▶ _Action item_: Keep only the lines from the top of the listing through the one with "limit is crossed.", and reproduce them unaltered.

▶ _Records for processing_:
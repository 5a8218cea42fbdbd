use axum::extract::multipart::{Multipart, MultipartError};
use sea_orm::{DatabaseConnection, DbErr, EntityTrait, TransactionTrait};
use tracing::{debug, info};

use crate::{
    entities::movie,
    error::{AppError, AppResult},
    models::{ImportReport, NewMovie},
    validate::{Row, validate_row},
};

pub const CSV_FIELD: &str = "csv_file";
pub const MISSING_FILE: &str = "Please upload a CSV file.";

const INSERT_CHUNK: usize = 1000;
const MIB: usize = 1024 * 1024;

#[derive(Debug, thiserror::Error)]
pub enum ParseError {
    #[error(transparent)]
    Utf8(#[from] std::str::Utf8Error),
    #[error(transparent)]
    Csv(#[from] csv::Error),
}

#[derive(Clone, Debug, Default)]
pub struct ParsedUpload {
    pub movies: Vec<NewMovie>,
    /// One `Row N: ...` entry per rejected row.
    pub errors: Vec<String>,
}

/// Pulls the `csv_file` part out of a multipart body, enforcing the name and size checks
/// before any content is parsed. Reading stops as soon as the size limit is crossed.
pub async fn read_csv_upload(multipart: &mut Multipart, limit: usize) -> AppResult<Vec<u8>> {
    while let Some(mut field) = multipart.next_field().await.map_err(bad_multipart)? {
        if field.name() != Some(CSV_FIELD) || field.file_name().is_none() {
            continue;
        }

        let file_name = field.file_name().unwrap_or_default().to_string();
        if !file_name.ends_with(".csv") {
            return Err(AppError::bad_request("Uploaded file is not a CSV file."));
        }

        let mut buf = Vec::new();
        while let Some(chunk) = field.chunk().await.map_err(bad_multipart)? {
            if buf.len() + chunk.len() > limit {
                debug!(file_name = %file_name, limit, "upload over size limit");
                return Err(AppError::bad_request(format!(
                    "File size exceeds the limit of {}.",
                    describe_limit(limit)
                )));
            }
            buf.extend_from_slice(&chunk);
        }

        debug!(file_name = %file_name, bytes = buf.len(), "received csv upload");
        return Ok(buf);
    }

    Err(AppError::bad_request(MISSING_FILE))
}

/// Decodes and validates every data row. Row failures are collected, never returned as `Err`;
/// only undecodable text or a broken CSV stream aborts.
pub fn parse_csv(bytes: &[u8]) -> Result<ParsedUpload, ParseError> {
    let text = std::str::from_utf8(bytes)?;
    let mut reader = csv::ReaderBuilder::new().flexible(true).from_reader(text.as_bytes());
    let headers = reader.headers()?.clone();

    let mut parsed = ParsedUpload::default();
    for (index, result) in reader.records().enumerate() {
        let record = result?;
        // Cells past the end of a short record are null, not absent.
        let row: Row<'_> =
            headers.iter().enumerate().map(|(i, header)| (header, record.get(i))).collect();
        match validate_row(&row) {
            Ok(movie) => parsed.movies.push(movie),
            Err(errors) => parsed.errors.push(format!("Row {}: {errors}", index + 1)),
        }
    }

    Ok(parsed)
}

/// Inserts all rows in batches. Returns the number of rows written.
pub async fn insert_movies(db: &DatabaseConnection, movies: &[NewMovie]) -> Result<usize, DbErr> {
    if movies.is_empty() {
        return Ok(0);
    }

    let txn = db.begin().await?;
    for chunk in movies.chunks(INSERT_CHUNK) {
        movie::Entity::insert_many(chunk.iter().cloned().map(movie::ActiveModel::from))
            .exec(&txn)
            .await?;
    }
    txn.commit().await?;

    Ok(movies.len())
}

pub async fn import_csv(db: &DatabaseConnection, bytes: Vec<u8>) -> AppResult<ImportReport> {
    let parsed = tokio::task::spawn_blocking(move || parse_csv(&bytes))
        .await
        .map_err(anyhow::Error::new)?
        .map_err(|err| AppError::bad_request(format!("CSV parsing error: {err}")))?;

    let created = insert_movies(db, &parsed.movies).await?;
    info!(created, rejected = parsed.errors.len(), "imported movies");

    Ok(ImportReport::success(created, parsed.errors))
}

fn bad_multipart(err: MultipartError) -> AppError {
    AppError::bad_request(format!("Invalid multipart body: {}", err.body_text()))
}

fn describe_limit(limit: usize) -> String {
    if limit >= MIB && limit % MIB == 0 {
        format!("{} MB", limit / MIB)
    } else {
        format!("{limit} bytes")
    }
}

▶ _Exercise output_:
repository 5a8218cea42fbdbd
use axum::extract::multipart::{Multipart, MultipartError};
use sea_orm::{DatabaseConnection, DbErr, EntityTrait, TransactionTrait};
use tracing::{debug, info};

use crate::{
    entities::movie,
    error::{AppError, AppResult},
    models::{ImportReport, NewMovie},
    validate::{Row, validate_row},
};

pub const CSV_FIELD: &str = "csv_file";
pub const MISSING_FILE: &str = "Please upload a CSV file.";

const INSERT_CHUNK: usize = 1000;
const MIB: usize = 1024 * 1024;

#[derive(Debug, thiserror::Error)]
pub enum ParseError {
    #[error(transparent)]
    Utf8(#[from] std::str::Utf8Error),
    #[error(transparent)]
    Csv(#[from] csv::Error),
}

#[derive(Clone, Debug, Default)]
pub struct ParsedUpload {
    pub movies: Vec<NewMovie>,
    /// One `Row N: ...` entry per rejected row.
    pub errors: Vec<String>,
}

/// Pulls the `csv_file` part out of a multipart body, enforcing the name and size checks
/// before any content is parsed. Reading stops as soon as the size limit is crossed.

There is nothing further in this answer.